Is Facebook Prophet suited for doing good predictions in a real-world project?

Author

Hugo Vasselin

Senior Data Scientist at Artefact

Author

Jules Bertrand

Data scientist at Artefact

Read our article on

This guide will help you figure whether Prophet is appropriate or not for your forecasting project, by giving you a critical opinion based on a real project lens.

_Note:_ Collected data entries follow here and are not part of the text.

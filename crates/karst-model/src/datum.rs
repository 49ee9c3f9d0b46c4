// Copyright (c) 2025 Felix Kahle.
//
// Permission is hereby granted, free of charge, to any person obtaining
// a copy of this software and associated documentation files (the
// "Software"), to deal in the Software without restriction, including
// without limitation the rights to use, copy, modify, merge, publish,
// distribute, sublicense, and/or sell copies of the Software, and to
// permit persons to whom the Software is furnished to do so, subject to
// the following conditions:
//
// The above copyright notice and this permission notice shall be
// included in all copies or substantial portions of the Software.
//
// THE SOFTWARE IS PROVIDED "AS IS", WITHOUT WARRANTY OF ANY KIND,
// EXPRESS OR IMPLIED, INCLUDING BUT NOT LIMITED TO THE WARRANTIES OF
// MERCHANTABILITY, FITNESS FOR A PARTICULAR PURPOSE AND
// NONINFRINGEMENT. IN NO EVENT SHALL THE AUTHORS OR COPYRIGHT HOLDERS BE
// LIABLE FOR ANY CLAIM, DAMAGES OR OTHER LIABILITY, WHETHER IN AN ACTION
// OF CONTRACT, TORT OR OTHERWISE, ARISING FROM, OUT OF OR IN CONNECTION
// WITH THE SOFTWARE OR THE USE OR OTHER DEALINGS IN THE SOFTWARE.

//! The static table of recognised geodetic datum names.
//!
//! Project files reference datums by exact string; the table below is the
//! authoritative list. [`is_known_datum`] performs the case-sensitive match
//! used during project parsing; [`normalize`] is a lenient helper for hosts
//! that accept user input.

/// Every datum name a project file may reference, in table order.
pub const DATUMS: &[&str] = &[
    "Adindan",
    "Arc 1950",
    "Arc 1960",
    "Australian 1966",
    "Australian 1984",
    "Camp Area Astro",
    "Cape",
    "European 1950",
    "European 1979",
    "Geodetic 1949",
    "Hong Kong 1963",
    "Hu Tzu Shan",
    "Indian",
    "North American 1927",
    "North American 1983",
    "Oman",
    "Ordnance Survey 1936",
    "Pulkovo 1942",
    "South American 1956",
    "South American 1969",
    "Tokyo",
    "WGS 1972",
    "WGS 1984",
];

/// Case-sensitive membership test against the datum table.
#[inline]
pub fn is_known_datum(name: &str) -> bool {
    DATUMS.contains(&name)
}

/// Lenient lookup: case-insensitive with whitespace collapsing.
///
/// Returns the canonical table entry when the input matches one, `None`
/// otherwise.
pub fn normalize(name: &str) -> Option<&'static str> {
    let folded = fold(name);
    DATUMS.iter().find(|d| fold(d) == folded).copied()
}

fn fold(name: &str) -> String {
    name.split_whitespace()
        .collect::<Vec<_>>()
        .join(" ")
        .to_ascii_lowercase()
}
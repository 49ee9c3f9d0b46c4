// Copyright (c) 2025 Felix Kahle.
//
// Permission is hereby granted, free of charge, to any person obtaining
// a copy of this software and associated documentation files (the
// "Software"), to deal in the Software without restriction, including
// without limitation the rights to use, copy, modify, merge, publish,
// distribute, sublicense, and/or sell copies of the Software, and to
// permit persons to whom the Software is furnished to do so, subject to
// the following conditions:
//
// The above copyright notice and this permission notice shall be
// included in all copies or substantial portions of the Software.
//
// THE SOFTWARE IS PROVIDED "AS IS", WITHOUT WARRANTY OF ANY KIND,
// EXPRESS OR IMPLIED, INCLUDING BUT NOT LIMITED TO THE WARRANTIES OF
// MERCHANTABILITY, FITNESS FOR A PARTICULAR PURPOSE AND
// NONINFRINGEMENT. IN NO EVENT SHALL THE AUTHORS OR COPYRIGHT HOLDERS BE
// LIABLE FOR ANY CLAIM, DAMAGES OR OTHER LIABILITY, WHETHER IN AN ACTION
// OF CONTRACT, TORT OR OTHERWISE, ARISING FROM, OUT OF OR IN CONNECTION
// WITH THE SOFTWARE OR THE USE OR OTHER DEALINGS IN THE SOFTWARE.

//! # Karst Model
//!
//! **The Domain Model for the Karst Cave-Survey Processing Toolkit.**
//!
//! This crate defines the data structures that describe a cave-survey
//! project — surveys, shots, format descriptors, fixed stations, project
//! flags — and the loaders that turn raw project and survey byte streams
//! into validated model values.
//!
//! ## Architecture
//!
//! The crate is designed around a strict separation between **parsing** and
//! **computation**:
//!
//! * **`diag`**: severity-tagged diagnostics with source locations. Fatal
//!   problems are error types; everything else accumulates in a buffer.
//! * **`datum`**: the static table of recognised geodetic datum names.
//! * **`format`**: the format descriptor that governs unit interpretation
//!   and column order for a survey's shot rows.
//! * **`survey`**: surveys, shots, dates, corrections, shot flags.
//! * **`project`**: the project descriptor — file membership, folders, link
//!   and fixed stations, base location, flags.
//! * **`geomag`**: the capability consumed when declination is computed
//!   from date and location rather than taken from the survey header.
//! * **`loading`**: the project-file and survey-file loaders. Loaders
//!   accept byte slices; file I/O is the caller's responsibility.
//!
//! ## Design Philosophy
//!
//! 1. **Immutable values**: loaders emit plain value objects; nothing in
//!    this crate mutates after construction.
//! 2. **One canonical unit**: all lengths are decimal feet and all angles
//!    decimal degrees once parsing completes.
//! 3. **Fail soft**: a malformed shot row costs one row, not the file; a
//!    malformed header costs one survey, not the project.

pub mod datum;
pub mod diag;
pub mod format;
pub mod geomag;
pub mod loading;
pub mod project;
pub mod survey;
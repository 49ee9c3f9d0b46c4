// Copyright (c) 2025 Felix Kahle.
//
// Permission is hereby granted, free of charge, to any person obtaining
// a copy of this software and associated documentation files (the
// "Software"), to deal in the Software without restriction, including
// without limitation the rights to use, copy, modify, merge, publish,
// distribute, sublicense, and/or sell copies of the Software, and to
// permit persons to whom the Software is furnished to do so, subject to
// the following conditions:
//
// The above copyright notice and this permission notice shall be
// included in all copies or substantial portions of the Software.
//
// THE SOFTWARE IS PROVIDED "AS IS", WITHOUT WARRANTY OF ANY KIND,
// EXPRESS OR IMPLIED, INCLUDING BUT NOT LIMITED TO THE WARRANTIES OF
// MERCHANTABILITY, FITNESS FOR A PARTICULAR PURPOSE AND
// NONINFRINGEMENT. IN NO EVENT SHALL THE AUTHORS OR COPYRIGHT HOLDERS BE
// LIABLE FOR ANY CLAIM, DAMAGES OR OTHER LIABILITY, WHETHER IN AN ACTION
// OF CONTRACT, TORT OR OTHERWISE, ARISING FROM, OUT OF OR IN CONNECTION
// WITH THE SOFTWARE OR THE USE OR OTHER DEALINGS IN THE SOFTWARE.

//! # Karst Solver
//!
//! **Traverse adjustment for propagated survey networks.**
//!
//! A solver is a capability: a function from a [`karst_net::network::SurveyNetwork`]
//! to a table of adjusted station positions. Two implementations are
//! provided:
//!
//! * [`identity::IdentityAdjuster`] — returns propagated positions
//!   unchanged.
//! * [`proportional::ProportionalAdjuster`] — distributes every anchor
//!   pair's misclosure across the network in proportion to graph distance,
//!   clamping each shot's length, heading, and inclination to a tolerance
//!   of its survey reading.
//!
//! Statistics of a run are summarised by [`stats::AdjustmentStatistics`].

pub mod adjuster;
pub mod identity;
pub mod proportional;
pub mod stats;

pub use adjuster::{StationPositions, SurveyAdjuster};
pub use identity::IdentityAdjuster;
pub use proportional::ProportionalAdjuster;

We tested it on 3 main dimensions: feature engineering and modelling, interpretability, and maintenance.

We tested Prophet in a real-world project, on 3 main aspects: feature engineering, interpretability, and use in production & maintenance and here are our conclusions:

Feature engineering and modelling:

A native handling of trend and seasonality features, that makes Prophet a good baseline model if the time series follows business cycles.
However if your signal is noisy, fine-tuning the model’s performance can be a hassle.

Interpretability:

Thanks to its native breakdown of the forecast into time components, the model’s decisions are easy to interpret
Nevertheless it’s not precise enough to be used to measure the impact of an external event

Stability of the results / Maintenance:

Prophet provides an interpretable model with good performance in a very short time
However if you care about stability and forecast accuracy, consider using another kind of algorithm, such as tree-based models.

Introduction

Recently, an article pointed out that Facebook Prophet was performing poorly on some edge cases. Indeed, this package is so popular that it tends to be considered as THE go-to tool for every forecasting use case. This launched a debate within the community and even its creator reacted.
There is a lot of literature on how to make a single forecast with Prophet. But there is a lack of empirical feedback on how it behaves in production, when you need to provide forecasts on a daily basis. We have tested and proven this tool for 6 months on a real business project. Here are some takeaways.

We used Prophet to forecast call arrivals in call centers for one of the biggest Telecom companies in Europe, to optimise the quality of customer service.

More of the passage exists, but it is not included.